Est-ce qu’il y avait certaines choses qui vous ont surpris par exemple ?
On est toujours surpris quand on voit l’avancée technologique. Dernièrement, je pense qu’il y a une nouvelle arme qui a fait son apparition dans l’arsenal militaire russe, Orychnik que nous avons pu voir passer. C’est très significatif.
Quelle est la signification de votre présence en tant que chef d’Etat africain, car on sait bien que des Africains ont apporté leur contribution à la victoire des Alliés dans la Seconde Guerre mondiale ?
Les Africains et les soldats soviétiques ont contribué beaucoup à libérer le monde du nazisme et si le monde n’était pas libéré du nazisme, on ne sait pas ce que ça allait devenir. En suivant les événements, j’ai vu que la Russie elle seule a perdu un million de soldats sur le sol européen en combattant. L’Afrique aussi a donné, nos ancêtres ont beaucoup combattu sur le théâtre européen principalement en France, en Belgique, en Italie pour libérer le monde du nazisme. Donc, c’est une histoire commune que nous partageons.
Comment s’est déroulée la rencontre avec le président russe ?
Pour l’instant, nous avons eu des rencontres brèves et dans quelques temps, nous allons avoir un long entretien. Ça se passe très bien et vraiment c’est très courtois, amical, fraternel. C’est tout ce qu’on demande en matière de nouvelles coopérations dans ce monde.
Mais comment décririez vous l’état actuel des relations bilatérales ?
Les relations se portent très bien et je peux dire que depuis deux ans maintenant, les relations ont très bien commencé et nous sommes en train d’approfondir les volets défense et sécurité mais aussi le volet éducation. Plus tard, le volet commercial. Nous avons échelonné les différents volets pour qu’on puisse échanger, partager beaucoup d’expériences parce que nous avons beaucoup à apprendre sur le volet éducation de la Russie notamment dans les sciences.
Notamment dans les sciences, mais dans quel domaine en particulier ?
Il y a beaucoup de domaines dans les sciences que ce soit les mathématiques, la physique, la chimie. Ce sont des domaines qui nous intéressent beaucoup tant sur le développement
de notre industrie, mais aussi dans le développement commercial, économique de notre pays. Ce sont des volets que nous allons chercher à approfondir pour mieux nous structurer.
Pensez vous qu’il y ait une demande au Burkina pour l’enseignement russe ?
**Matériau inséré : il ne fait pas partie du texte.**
//! Modelo de Booking
//!
//! Una reserva de un vehículo por parte de un cliente. La tabla `bookings`
//! es plana; `BookingRow` la mapea tal cual y `Booking` agrupa los campos
//! en sub-objetos (periodo, precios, ubicaciones, reseña).

use chrono::{DateTime, NaiveDate, NaiveTime, Utc};
use rust_decimal::Decimal;
use serde::{Deserialize, Serialize};
use sqlx::FromRow;
use uuid::Uuid;

use super::booking_status::BookingStatus;

/// Periodo de alquiler
#[derive(Debug, Clone, PartialEq, Serialize, Deserialize)]
#[serde(rename_all = "camelCase")]
pub struct RentalPeriod {
    pub start_date: NaiveDate,
    pub start_time: NaiveTime,
    pub end_date: NaiveDate,
    pub end_time: NaiveTime,
    pub total_days: i32,
}

/// Desglose de precios
#[derive(Debug, Clone, PartialEq, Serialize, Deserialize)]
#[serde(rename_all = "camelCase")]
pub struct PricingBreakdown {
    pub daily_rate: Decimal,
    pub subtotal: Decimal,
    pub service_fee: Decimal,
    pub taxes: Decimal,
    pub security_deposit: Decimal,
    pub total: Decimal,
}

#[derive(Debug, Clone, PartialEq, Serialize, Deserialize)]
#[serde(rename_all = "camelCase")]
pub struct Location {
    pub address: String,
    pub city: Option<String>,
}

#[derive(Debug, Clone, PartialEq, Serialize, Deserialize)]
#[serde(rename_all = "camelCase")]
pub struct BookingReview {
    pub rating: i16,
    pub comment: Option<String>,
    pub created_at: DateTime<Utc>,
}

/// Reserva principal
#[derive(Debug, Clone, PartialEq, Serialize, Deserialize)]
#[serde(rename_all = "camelCase")]
pub struct Booking {
    pub id: Uuid,
    pub reference_code: String,
    pub client_id: Uuid,
    pub vehicle_id: Uuid,
    pub vehicle_owner_id: Uuid,
    pub rental_period: RentalPeriod,
    pub pricing: PricingBreakdown,
    pub pickup_location: Location,
    pub dropoff_location: Location,
    pub special_requirements: Option<String>,
    pub status: BookingStatus,
    pub status_reason: Option<String>,
    pub approved_by: Option<Uuid>,
    pub cancelled_by: Option<Uuid>,
    pub review: Option<BookingReview>,
    pub version: i32,
    pub created_at: DateTime<Utc>,
    pub updated_at: DateTime<Utc>,
}

impl Booking {
    /// Cliente, propietario del vehículo o admin pueden ver la reserva
    pub fn is_party(&self, user_id: Uuid) -> bool {
        self.client_id == user_id || self.vehicle_owner_id == user_id
    }
}

/// Fila de `bookings` con la reseña unida por LEFT JOIN
#[derive(Debug, Clone, FromRow)]
pub struct BookingRow {
    pub id: Uuid,
    pub reference_code: String,
    pub client_id: Uuid,
    pub vehicle_id: Uuid,
    pub vehicle_owner_id: Uuid,
    pub start_date: NaiveDate,
    pub start_time: NaiveTime,
    pub end_date: NaiveDate,
    pub end_time: NaiveTime,
    pub total_days: i32,
    pub daily_rate: Decimal,
    pub subtotal: Decimal,
    pub service_fee: Decimal,
    pub taxes: Decimal,
    pub security_deposit: Decimal,
    pub total_amount: Decimal,
    pub pickup_address: String,
    pub pickup_city: Option<String>,
    pub dropoff_address: String,
    pub dropoff_city: Option<String>,
    pub special_requirements: Option<String>,
    pub status: BookingStatus,
    pub status_reason: Option<String>,
    pub approved_by: Option<Uuid>,
    pub cancelled_by: Option<Uuid>,
    pub version: i32,
    pub created_at: DateTime<Utc>,
    pub updated_at: DateTime<Utc>,
    pub review_rating: Option<i16>,
    pub review_comment: Option<String>,
    pub review_created_at: Option<DateTime<Utc>>,
}

impl From<BookingRow> for Booking {
    fn from(row: BookingRow) -> Self {
        let review = match (row.review_rating, row.review_created_at) {
            (Some(rating), Some(created_at)) => Some(BookingReview {
                rating,
                comment: row.review_comment,
                created_at,
            }),
            _ => None,
        };

        Self {
            id: row.id,
            reference_code: row.reference_code,
            client_id: row.client_id,
            vehicle_id: row.vehicle_id,
            vehicle_owner_id: row.vehicle_owner_id,
            rental_period: RentalPeriod {
                start_date: row.start_date,
                start_time: row.start_time,
                end_date: row.end_date,
                end_time: row.end_time,
                total_days: row.total_days,
            },
            pricing: PricingBreakdown {
                daily_rate: row.daily_rate,
                subtotal: row.subtotal,
                service_fee: row.service_fee,
                taxes: row.taxes,
                security_deposit: row.security_deposit,
                total: row.total_amount,
            },
            pickup_location: Location {
                address: row.pickup_address,
                city: row.pickup_city,
            },
            dropoff_location: Location {
                address: row.dropoff_address,
                city: row.dropoff_city,
            },
            special_requirements: row.special_requirements,
            status: row.status,
            status_reason: row.status_reason,
            approved_by: row.approved_by,
            cancelled_by: row.cancelled_by,
            review,
            version: row.version,
            created_at: row.created_at,
            updated_at: row.updated_at,
        }
    }
}

/// Entrada del historial de estados (auditoría)
#[derive(Debug, Clone, PartialEq, Serialize, Deserialize, FromRow)]
#[serde(rename_all = "camelCase")]
pub struct BookingStatusHistory {
    pub id: Uuid,
    pub booking_id: Uuid,
    pub from_status: BookingStatus,
    pub to_status: BookingStatus,
    pub reason: Option<String>,
    pub notes: Option<String>,
    pub changed_by: Option<Uuid>,
    pub changed_at: DateTime<Utc>,
}

/// Filtros para listados de reservas
#[derive(Debug, Clone, Default)]
pub struct BookingQuery {
    pub status: Option<BookingStatus>,
    pub client_id: Option<Uuid>,
    pub start_from: Option<NaiveDate>,
    pub start_to: Option<NaiveDate>,
}

impl BookingQuery {
    /// Misma semántica que el WHERE de la consulta SQL
    pub fn matches(&self, booking: &Booking) -> bool {
        let start = booking.rental_period.start_date;

        self.status.map_or(true, |s| booking.status == s)
            && self.client_id.map_or(true, |c| booking.client_id == c)
            && self.start_from.map_or(true, |from| start >= from)
            && self.start_to.map_or(true, |to| start <= to)
    }
}

/// Metadatos de un cambio de estado: quién lo hizo y quién aprueba/cancela
#[derive(Debug, Clone, Default, PartialEq, Eq)]
pub struct StatusChangeActor {
    pub changed_by: Option<Uuid>,
    pub approved_by: Option<Uuid>,
    pub cancelled_by: Option<Uuid>,
}

/// Reseña nueva a persistir
#[derive(Debug, Clone, PartialEq)]
pub struct NewReview {
    pub rating: i16,
    pub comment: Option<String>,
}
use std::sync::Arc;

use futures::future::join_all;
use tracing::info;

use crate::models::user::{UserDirectoryAggregate, UserFilters, UserProfile, UserRole};
use crate::repositories::UserDirectory;
use crate::utils::errors::AppResult;

pub struct UserController {
    directory: Arc<dyn UserDirectory>,
}

impl UserController {
    pub fn new(directory: Arc<dyn UserDirectory>) -> Self {
        Self { directory }
    }

    pub async fn list_role(&self, role: UserRole, filters: &UserFilters) -> AppResult<Vec<UserProfile>> {
        let users = self.directory.list_by_role(role).await?;
        Ok(filters.apply(users))
    }

    /// Directorio completo: los cuatro roles en paralelo, tolerando fallos parciales
    pub async fn directory(&self, filters: &UserFilters) -> UserDirectoryAggregate {
        let fetches = UserRole::DIRECTORY.into_iter().map(|role| {
            let directory = Arc::clone(&self.directory);
            async move { (role, directory.list_by_role(role).await) }
        });

        let results = join_all(fetches).await;
        let mut aggregate = UserDirectoryAggregate::from_results(results);
        aggregate.users = filters.apply(std::mem::take(&mut aggregate.users));

        info!(
            "👥 Directorio de usuarios: {} usuarios, {} roles con error",
            aggregate.users.len(),
            aggregate.failed_roles.len()
        );

        aggregate
    }
}
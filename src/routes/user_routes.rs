use axum::{
    extract::{Query, State},
    http::StatusCode,
    middleware::{from_fn, from_fn_with_state},
    response::{IntoResponse, Response},
    routing::get,
    Json, Router,
};

use crate::controllers::{UserController, VehicleController};
use crate::dto::ApiResponse;
use crate::middleware::{admin_only_middleware, auth_middleware};
use crate::models::user::{DirectoryOutcome, UserFilters, UserProfile, UserRole};
use crate::models::vehicle::Vehicle;
use crate::state::AppState;
use crate::utils::errors::AppResult;

/// Directorios por rol (rutas /auth/...) y directorio agregado, solo admin
pub fn create_user_router(state: AppState) -> Router<AppState> {
    Router::new()
        .route("/auth/admin/all-drivers", get(list_drivers))
        .route("/auth/admin/all-vehicles", get(list_vehicles))
        .route("/auth/client/all", get(list_clients))
        .route("/auth/vehicle-owner/all", get(list_vehicle_owners))
        .route("/auth/business-owner/all", get(list_business_owners))
        .route("/api/admin/users", get(user_directory))
        .route_layer(from_fn(admin_only_middleware))
        .route_layer(from_fn_with_state(state, auth_middleware))
}

async fn list_role(
    state: &AppState,
    role: UserRole,
    filters: &UserFilters,
) -> AppResult<Json<ApiResponse<Vec<UserProfile>>>> {
    let controller = UserController::new(state.users.clone());
    let users = controller.list_role(role, filters).await?;
    Ok(Json(ApiResponse::success(users)))
}

async fn list_drivers(
    State(state): State<AppState>,
    Query(filters): Query<UserFilters>,
) -> AppResult<Json<ApiResponse<Vec<UserProfile>>>> {
    list_role(&state, UserRole::Driver, &filters).await
}

async fn list_clients(
    State(state): State<AppState>,
    Query(filters): Query<UserFilters>,
) -> AppResult<Json<ApiResponse<Vec<UserProfile>>>> {
    list_role(&state, UserRole::Client, &filters).await
}

async fn list_vehicle_owners(
    State(state): State<AppState>,
    Query(filters): Query<UserFilters>,
) -> AppResult<Json<ApiResponse<Vec<UserProfile>>>> {
    list_role(&state, UserRole::VehicleOwner, &filters).await
}

async fn list_business_owners(
    State(state): State<AppState>,
    Query(filters): Query<UserFilters>,
) -> AppResult<Json<ApiResponse<Vec<UserProfile>>>> {
    list_role(&state, UserRole::BusinessOwner, &filters).await
}

async fn list_vehicles(
    State(state): State<AppState>,
) -> AppResult<Json<ApiResponse<Vec<Vehicle>>>> {
    let controller = VehicleController::new(state.vehicles.clone());
    let vehicles = controller.list_all().await?;
    Ok(Json(ApiResponse::success(vehicles)))
}

async fn user_directory(
    State(state): State<AppState>,
    Query(filters): Query<UserFilters>,
) -> Response {
    let controller = UserController::new(state.users.clone());
    let aggregate = controller.directory(&filters).await;

    let status = match aggregate.outcome {
        DirectoryOutcome::Failed => StatusCode::BAD_GATEWAY,
        DirectoryOutcome::Complete | DirectoryOutcome::Partial => StatusCode::OK,
    };

    let body = ApiResponse {
        success: aggregate.outcome != DirectoryOutcome::Failed,
        message: aggregate.message.clone(),
        data: Some(aggregate),
    };

    (status, Json(body)).into_response()
}
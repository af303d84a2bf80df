use async_trait::async_trait;
use sqlx::PgPool;

use super::UserDirectory;
use crate::models::user::{UserProfile, UserRole, UserRow};
use crate::utils::errors::AppResult;

pub struct PgUserRepository {
    pool: PgPool,
}

impl PgUserRepository {
    pub fn new(pool: PgPool) -> Self {
        Self { pool }
    }
}

#[async_trait]
impl UserDirectory for PgUserRepository {
    async fn list_by_role(&self, role: UserRole) -> AppResult<Vec<UserProfile>> {
        let rows = sqlx::query_as::<_, UserRow>(
            r#"
            SELECT
                id, role, first_name, last_name, email, phone,
                street, city, postal_code, country,
                license_number, business_name, status, created_at
            FROM users
            WHERE role = $1
            ORDER BY created_at DESC
            "#,
        )
        .bind(role)
        .fetch_all(&self.pool)
        .await?;

        Ok(rows.into_iter().map(UserProfile::from).collect())
    }
}
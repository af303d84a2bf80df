//! Shared application state
//! 
//! Este módulo define el estado compartido de la aplicación que se pasa
//! a través del router de Axum.

use sqlx::PgPool;
use std::sync::Arc;

use crate::config::EnvironmentConfig;
use crate::repositories::{
    BookingStore, PgBookingRepository, PgUserRepository, PgVehicleRepository, UserDirectory,
    VehicleStore,
};
use crate::utils::jwt::JwtConfig;

#[derive(Clone)]
pub struct AppState {
    pub config: EnvironmentConfig,
    pub jwt: JwtConfig,
    pub bookings: Arc<dyn BookingStore>,
    pub users: Arc<dyn UserDirectory>,
    pub vehicles: Arc<dyn VehicleStore>,
}

impl AppState {
    pub fn new(
        config: EnvironmentConfig,
        bookings: Arc<dyn BookingStore>,
        users: Arc<dyn UserDirectory>,
        vehicles: Arc<dyn VehicleStore>,
    ) -> Self {
        let jwt = JwtConfig::from(&config);
        Self {
            config,
            jwt,
            bookings,
            users,
            vehicles,
        }
    }

    /// Estado con los repositorios PostgreSQL sobre un mismo pool
    pub fn with_pool(pool: PgPool, config: EnvironmentConfig) -> Self {
        Self::new(
            config,
            Arc::new(PgBookingRepository::new(pool.clone())),
            Arc::new(PgUserRepository::new(pool.clone())),
            Arc::new(PgVehicleRepository::new(pool)),
        )
    }
}
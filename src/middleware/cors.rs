//! Middleware de CORS
//! 
//! Este módulo maneja la configuración de CORS para permitir
//! requests desde el frontend.

use axum::http::{HeaderName, HeaderValue, Method};
use tower_http::cors::CorsLayer;

use crate::config::EnvironmentConfig;

/// CORS según la configuración: permisivo en desarrollo sin orígenes explícitos
pub fn cors_layer(config: &EnvironmentConfig) -> CorsLayer {
    if config.cors_origins.is_empty() && config.is_development() {
        return CorsLayer::very_permissive();
    }
    cors_middleware_with_origins(&config.cors_origins)
}

/// Crear middleware de CORS con orígenes específicos
pub fn cors_middleware_with_origins(origins: &[String]) -> CorsLayer {
    let origins: Vec<HeaderValue> = origins
        .iter()
        .filter_map(|origin| HeaderValue::from_str(origin).ok())
        .collect();

    CorsLayer::new()
        .allow_origin(origins)
        .allow_methods([
            Method::GET,
            Method::POST,
            Method::PUT,
            Method::DELETE,
            Method::PATCH,
            Method::OPTIONS,
        ])
        .allow_headers([
            HeaderName::from_static("authorization"),
            HeaderName::from_static("content-type"),
            HeaderName::from_static("accept"),
            HeaderName::from_static("origin"),
            HeaderName::from_static("x-requested-with"),
        ])
        .allow_credentials(true)
        .max_age(std::time::Duration::from_secs(3600))
}
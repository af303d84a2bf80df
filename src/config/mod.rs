//! Configuración del proyecto
//! 
//! Este módulo contiene la configuración de base de datos y variables
//! de entorno del sistema.

pub mod database;
pub mod environment;

pub use database::DatabaseConfig;
pub use environment::EnvironmentConfig;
Bien sûr. Il y a beaucoup d’étudiants burkinabè déjà en Russie dans des universités. J’en ai croisé ce matin et j’ai même demandé à ce qu’on augmente le nombre d’étudiants ici que ce soit à travers des bourses russes ou le Burkina qui va donc payer des bourses pour que ces étudiants viennent. Mais l’objectif pour nous, c’est d’implanter des universités similaires au Burkina et comme il y a déjà la Maison de la Russie, cela va nous permettre d’aller très vite.
Vous avez visité l’université russe. Comment s’est déroulée cette visite ?
Cela s’est très bien déroulé. J’ai eu des échanges fructueux avec le ministre de l’Education de la Russie, les recteurs et surtout les étudiants de l’AES dans cette université. Nous avons eu de très bons échanges. Nous avons beaucoup parlé de matières scientifiques.
Parlons un tout petit peu d’économie. Le volume des échanges commerciaux a augmenté de dix fois en un an, mais de l’autre côté ces chiffres ne sont pas à la hauteur du dialogue politique. Comment expliquez-vous ce paradoxe et surtout comment booster ces liens dans le domaine du commerce ?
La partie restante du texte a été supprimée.